[[ DATA FOR PROCESSING, beginning ]]
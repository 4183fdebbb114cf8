//! # Undo/Redo History
//!
//! Snapshot-based history of the block collection.
//!
//! ## Design
//!
//! - Each mutation records the full pre-mutation snapshot
//! - Undo swaps the current collection with the newest `past` entry and
//!   moves it to the front of `future`
//! - Redo is the mirror image
//! - New mutations clear `future`
//! - `past` is bounded; the oldest entries are evicted first
//!
//! ## Example
//!
//! ```rust,ignore
//! let mut history = History::new();
//!
//! history.push(blocks.clone(), "Move block");
//! // ...mutate blocks...
//!
//! if let Some(previous) = history.undo(blocks.clone()) {
//!     blocks = previous;
//! }
//! ```

use blockforge_common::Block;
use std::collections::VecDeque;

pub const DEFAULT_HISTORY_LIMIT: usize = 50;

/// One recorded state of the block collection
#[derive(Debug, Clone, PartialEq)]
pub struct HistoryEntry {
    pub blocks: Vec<Block>,

    /// Description of the transition this entry undoes/redoes
    pub label: String,
}

#[derive(Debug, Clone)]
pub struct History {
    /// Older states, most recent last
    past: VecDeque<HistoryEntry>,

    /// Redoable states, nearest first
    future: VecDeque<HistoryEntry>,

    /// Maximum number of `past` entries (0 = unlimited)
    max_levels: usize,
}

impl History {
    pub fn new() -> Self {
        Self::with_max_levels(DEFAULT_HISTORY_LIMIT)
    }

    pub fn with_max_levels(max_levels: usize) -> Self {
        Self {
            past: VecDeque::new(),
            future: VecDeque::new(),
            max_levels,
        }
    }

    /// Record a pre-mutation snapshot
    pub fn push(&mut self, snapshot: Vec<Block>, label: impl Into<String>) {
        self.push_past(HistoryEntry {
            blocks: snapshot,
            label: label.into(),
        });

        // New edits invalidate the redo branch
        self.future.clear();
    }

    fn push_past(&mut self, entry: HistoryEntry) {
        self.past.push_back(entry);

        if self.max_levels > 0 {
            while self.past.len() > self.max_levels {
                self.past.pop_front();
            }
        }
    }

    /// Step back: returns the collection to restore
    pub fn undo(&mut self, current: Vec<Block>) -> Option<Vec<Block>> {
        let entry = self.past.pop_back()?;
        self.future.push_front(HistoryEntry {
            blocks: current,
            label: entry.label.clone(),
        });
        Some(entry.blocks)
    }

    /// Step forward: returns the collection to restore
    pub fn redo(&mut self, current: Vec<Block>) -> Option<Vec<Block>> {
        let entry = self.future.pop_front()?;
        self.push_past(HistoryEntry {
            blocks: current,
            label: entry.label.clone(),
        });
        Some(entry.blocks)
    }

    pub fn can_undo(&self) -> bool {
        !self.past.is_empty()
    }

    pub fn can_redo(&self) -> bool {
        !self.future.is_empty()
    }

    pub fn undo_levels(&self) -> usize {
        self.past.len()
    }

    pub fn redo_levels(&self) -> usize {
        self.future.len()
    }

    pub fn max_levels(&self) -> usize {
        self.max_levels
    }

    pub fn clear(&mut self) {
        self.past.clear();
        self.future.clear();
    }

    pub fn undo_description(&self) -> Option<&str> {
        self.past.back().map(|entry| entry.label.as_str())
    }

    pub fn redo_description(&self) -> Option<&str> {
        self.future.front().map(|entry| entry.label.as_str())
    }
}

impl Default for History {
    fn default() -> Self {
        Self::new()
    }
}
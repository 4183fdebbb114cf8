//! Tab-order navigation between editable fields.
//!
//! Fields are ordered in reading order: rows top-to-bottom, then
//! left-to-right within a row. Two fields share a row when their top edges
//! are within the row tolerance of the row's first field.

use crate::geometry::Rect;
use serde::{Deserialize, Serialize};

pub const DEFAULT_ROW_TOLERANCE: f64 = 10.0;

#[derive(Debug, Clone, PartialEq, Serialize, Deserialize)]
#[serde(rename_all = "camelCase")]
pub struct EditableField {
    pub block_id: String,
    pub field_path: String,
    pub rect: Rect,
}

impl EditableField {
    pub fn new(block_id: impl Into<String>, field_path: impl Into<String>, rect: Rect) -> Self {
        Self {
            block_id: block_id.into(),
            field_path: field_path.into(),
            rect,
        }
    }

    fn is(&self, block_id: &str, field_path: &str) -> bool {
        self.block_id == block_id && self.field_path == field_path
    }
}

/// Fields sorted into reading order
pub fn reading_order(fields: &[EditableField], row_tolerance: f64) -> Vec<&EditableField> {
    let mut by_top: Vec<&EditableField> = fields.iter().collect();
    by_top.sort_by(|a, b| a.rect.y.total_cmp(&b.rect.y));

    let mut rows: Vec<(usize, &EditableField)> = Vec::with_capacity(by_top.len());
    let mut row = 0;
    let mut row_top = None;
    for field in by_top {
        match row_top {
            Some(top) if field.rect.y - top <= row_tolerance => {}
            Some(_) => {
                row += 1;
                row_top = Some(field.rect.y);
            }
            None => row_top = Some(field.rect.y),
        }
        rows.push((row, field));
    }

    rows.sort_by(|(row_a, a), (row_b, b)| {
        row_a.cmp(row_b).then(a.rect.x.total_cmp(&b.rect.x))
    });
    rows.into_iter().map(|(_, field)| field).collect()
}

/// Field after `current`, wrapping to the first. With no (or an unknown)
/// current field the first field is returned.
pub fn next_field<'a>(
    fields: &'a [EditableField],
    current: Option<(&str, &str)>,
    row_tolerance: f64,
) -> Option<&'a EditableField> {
    step(fields, current, row_tolerance, true)
}

/// Field before `current`, wrapping to the last
pub fn previous_field<'a>(
    fields: &'a [EditableField],
    current: Option<(&str, &str)>,
    row_tolerance: f64,
) -> Option<&'a EditableField> {
    step(fields, current, row_tolerance, false)
}

fn step<'a>(
    fields: &'a [EditableField],
    current: Option<(&str, &str)>,
    row_tolerance: f64,
    forward: bool,
) -> Option<&'a EditableField> {
    let ordered = reading_order(fields, row_tolerance);
    let len = ordered.len();
    if len == 0 {
        return None;
    }

    let position = current.and_then(|(block_id, field_path)| {
        ordered.iter().position(|field| field.is(block_id, field_path))
    });

    let index = match (position, forward) {
        (None, true) => 0,
        (None, false) => len - 1,
        (Some(i), true) => (i + 1) % len,
        (Some(i), false) => (i + len - 1) % len,
    };
    Some(ordered[index])
}
use anyhow::{Context, Result};
use blockforge_common::EditorConfig;
use std::path::{Path, PathBuf};

pub const DEFAULT_CONFIG_NAME: &str = "blockforge.config.json";

/// Load the editor config.
///
/// An explicit path must exist; otherwise `blockforge.config.json` in `cwd`
/// is used when present, falling back to defaults.
pub fn load(cwd: &Path, explicit: Option<&Path>) -> Result<EditorConfig> {
    let config_path = match explicit {
        Some(path) => path.to_path_buf(),
        None => {
            let default = PathBuf::from(cwd).join(DEFAULT_CONFIG_NAME);
            if !default.exists() {
                return Ok(EditorConfig::default());
            }
            default
        }
    };

    let content = std::fs::read_to_string(&config_path)
        .with_context(|| format!("Failed to read config {}", config_path.display()))?;
    let config: EditorConfig = serde_json::from_str(&content)
        .with_context(|| format!("Invalid config {}", config_path.display()))?;
    tracing::debug!(path = %config_path.display(), "loaded config");
    Ok(config)
}
pub mod check;
pub mod document;
pub mod new;
pub mod replay;

pub use check::{check, CheckArgs};
pub use new::{new_block, NewArgs};
pub use replay::{replay, ReplayArgs};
[[ DATA FOR PROCESSING, end ]]
■ INSTRUCTIONS FOR THE TASK: Exactly reproduce every record.

■ RESPONSE:
repository 4183fdebbb114cf8
//! # Undo/Redo History
//!
//! Snapshot-based history of the block collection.
//!
//! ## Design
//!
//! - Each mutation records the full pre-mutation snapshot
//! - Undo swaps the current collection with the newest `past` entry and
//!   moves it to the front of `future`
//! - Redo is the mirror image
//! - New mutations clear `future`
//! - `past` is bounded; the oldest entries are evicted first
//!
//! ## Example
//!
//! ```rust,ignore
//! let mut history = History::new();
//!
//! history.push(blocks.clone(), "Move block");
//! // ...mutate blocks...
//!
//! if let Some(previous) = history.undo(blocks.clone()) {
//!     blocks = previous;
//! }
//! ```

use blockforge_common::Block;
use std::collections::VecDeque;

pub const DEFAULT_HISTORY_LIMIT: usize = 50;

/// One recorded state of the block collection
#[derive(Debug, Clone, PartialEq)]
pub struct HistoryEntry {
    pub blocks: Vec<Block>,

    /// Description of the transition this entry undoes/redoes
    pub label: String,
}

#[derive(Debug, Clone)]
pub struct History {
    /// Older states, most recent last
    past: VecDeque<HistoryEntry>,

    /// Redoable states, nearest first
    future: VecDeque<HistoryEntry>,

    /// Maximum number of `past` entries (0 = unlimited)
    max_levels: usize,
}

impl History {
    pub fn new() -> Self {
        Self::with_max_levels(DEFAULT_HISTORY_LIMIT)
    }

    pub fn with_max_levels(max_levels: usize) -> Self {
        Self {
            past: VecDeque::new(),
            future: VecDeque::new(),
            max_levels,
        }
    }

    /// Record a pre-mutation snapshot
    pub fn push(&mut self, snapshot: Vec<Block>, label: impl Into<String>) {
        self.push_past(HistoryEntry {
            blocks: snapshot,
            label: label.into(),
        });

        // New edits invalidate the redo branch
        self.future.clear();
    }

    fn push_past(&mut self, entry: HistoryEntry) {
        self.past.push_back(entry);

        if self.max_levels > 0 {
            while self.past.len() > self.max_levels {
                self.past.pop_front();
            }
        }
    }

    /// Step back: returns the collection to restore
    pub fn undo(&mut self, current: Vec<Block>) -> Option<Vec<Block>> {
        let entry = self.past.pop_back()?;
        self.future.push_front(HistoryEntry {
            blocks: current,
            label: entry.label.clone(),
        });
        Some(entry.blocks)
    }

    /// Step forward: returns the collection to restore
    pub fn redo(&mut self, current: Vec<Block>) -> Option<Vec<Block>> {
        let entry = self.future.pop_front()?;
        self.push_past(HistoryEntry {
            blocks: current,
            label: entry.label.clone(),
        });
        Some(entry.blocks)
    }

    pub fn can_undo(&self) -> bool {
        !self.past.is_empty()
    }

    pub fn can_redo(&self) -> bool {
        !self.future.is_empty()
    }

    pub fn undo_levels(&self) -> usize {
        self.past.len()
    }

    pub fn redo_levels(&self) -> usize {
        self.future.len()
    }

    pub fn max_levels(&self) -> usize {
        self.max_levels
    }

    pub fn clear(&mut self) {
        self.past.clear();
        self.future.clear();
    }

    pub fn undo_description(&self) -> Option<&str> {
        self.past.back().map(|entry| entry.label.as_str())
    }

    pub fn redo_description(&self) -> Option<&str> {
        self.future.front().map(|entry| entry.label.as_str())
    }
}

impl Default for History {
    fn default() -> Self {
        Self::new()
    }
}
repository 4183fdebbb114cf8
//! Tab-order navigation between editable fields.
//!
//! Fields are ordered in reading order: rows top-to-bottom, then
//! left-to-right within a row. Two fields share a row when their top edges
//! are within the row tolerance of the row's first field.

use crate::geometry::Rect;
use serde::{Deserialize, Serialize};

pub const DEFAULT_ROW_TOLERANCE: f64 = 10.0;

#[derive(Debug, Clone, PartialEq, Serialize, Deserialize)]
#[serde(rename_all = "camelCase")]
pub struct EditableField {
    pub block_id: String,
    pub field_path: String,
    pub rect: Rect,
}

impl EditableField {
    pub fn new(block_id: impl Into<String>, field_path: impl Into<String>, rect: Rect) -> Self {
        Self {
            block_id: block_id.into(),
            field_path: field_path.into(),
            rect,
        }
    }

    fn is(&self, block_id: &str, field_path: &str) -> bool {
        self.block_id == block_id && self.field_path == field_path
    }
}

/// Fields sorted into reading order
pub fn reading_order(fields: &[EditableField], row_tolerance: f64) -> Vec<&EditableField> {
    let mut by_top: Vec<&EditableField> = fields.iter().collect();
    by_top.sort_by(|a, b| a.rect.y.total_cmp(&b.rect.y));

    let mut rows: Vec<(usize, &EditableField)> = Vec::with_capacity(by_top.len());
    let mut row = 0;
    let mut row_top = None;
    for field in by_top {
        match row_top {
            Some(top) if field.rect.y - top <= row_tolerance => {}
            Some(_) => {
                row += 1;
                row_top = Some(field.rect.y);
            }
            None => row_top = Some(field.rect.y),
        }
        rows.push((row, field));
    }

    rows.sort_by(|(row_a, a), (row_b, b)| {
        row_a.cmp(row_b).then(a.rect.x.total_cmp(&b.rect.x))
    });
    rows.into_iter().map(|(_, field)| field).collect()
}

/// Field after `current`, wrapping to the first. With no (or an unknown)
/// current field the first field is returned.
pub fn next_field<'a>(
    fields: &'a [EditableField],
    current: Option<(&str, &str)>,
    row_tolerance: f64,
) -> Option<&'a EditableField> {
    step(fields, current, row_tolerance, true)
}

/// Field before `current`, wrapping to the last
pub fn previous_field<'a>(
    fields: &'a [EditableField],
    current: Option<(&str, &str)>,
    row_tolerance: f64,
) -> Option<&'a EditableField> {
    step(fields, current, row_tolerance, false)
}

fn step<'a>(
    fields: &'a [EditableField],
    current: Option<(&str, &str)>,
    row_tolerance: f64,
    forward: bool,
) -> Option<&'a EditableField> {
    let ordered = reading_order(fields, row_tolerance);
    let len = ordered.len();
    if len == 0 {
        return None;
    }

    let position = current.and_then(|(block_id, field_path)| {
        ordered.iter().position(|field| field.is(block_id, field_path))
    });

    let index = match (position, forward) {
        (None, true) => 0,
        (None, false) => len - 1,
        (Some(i), true) => (i + 1) % len,
        (Some(i), false) => (i + len - 1) % len,
    };
    Some(ordered[index])
}
use anyhow::{Context, Result};
use blockforge_common::EditorConfig;
use std::path::{Path, PathBuf};

pub const DEFAULT_CONFIG_NAME: &str = "blockforge.config.json";

/// Load the editor config.
///
/// An explicit path must exist; otherwise `blockforge.config.json` in `cwd`
/// is used when present, falling back to defaults.
pub fn load(cwd: &Path, explicit: Option<&Path>) -> Result<EditorConfig> {
    let config_path = match explicit {
        Some(path) => path.to_path_buf(),
        None => {
            let default = PathBuf::from(cwd).join(DEFAULT_CONFIG_NAME);
            if !default.exists() {
                return Ok(EditorConfig::default());
            }
            default
        }
    };

    let content = std::fs::read_to_string(&config_path)
        .with_context(|| format!("Failed to read config {}", config_path.display()))?;
    let config: EditorConfig = serde_json::from_str(&content)
        .with_context(|| format!("Invalid config {}", config_path.display()))?;
    tracing::debug!(path = %config_path.display(), "loaded config");
    Ok(config)
}
pub mod check;
pub mod document;
pub mod new;
pub mod replay;

pub use check::{check, CheckArgs};
pub use new::{new_block, NewArgs};
pub use replay::{replay, ReplayArgs};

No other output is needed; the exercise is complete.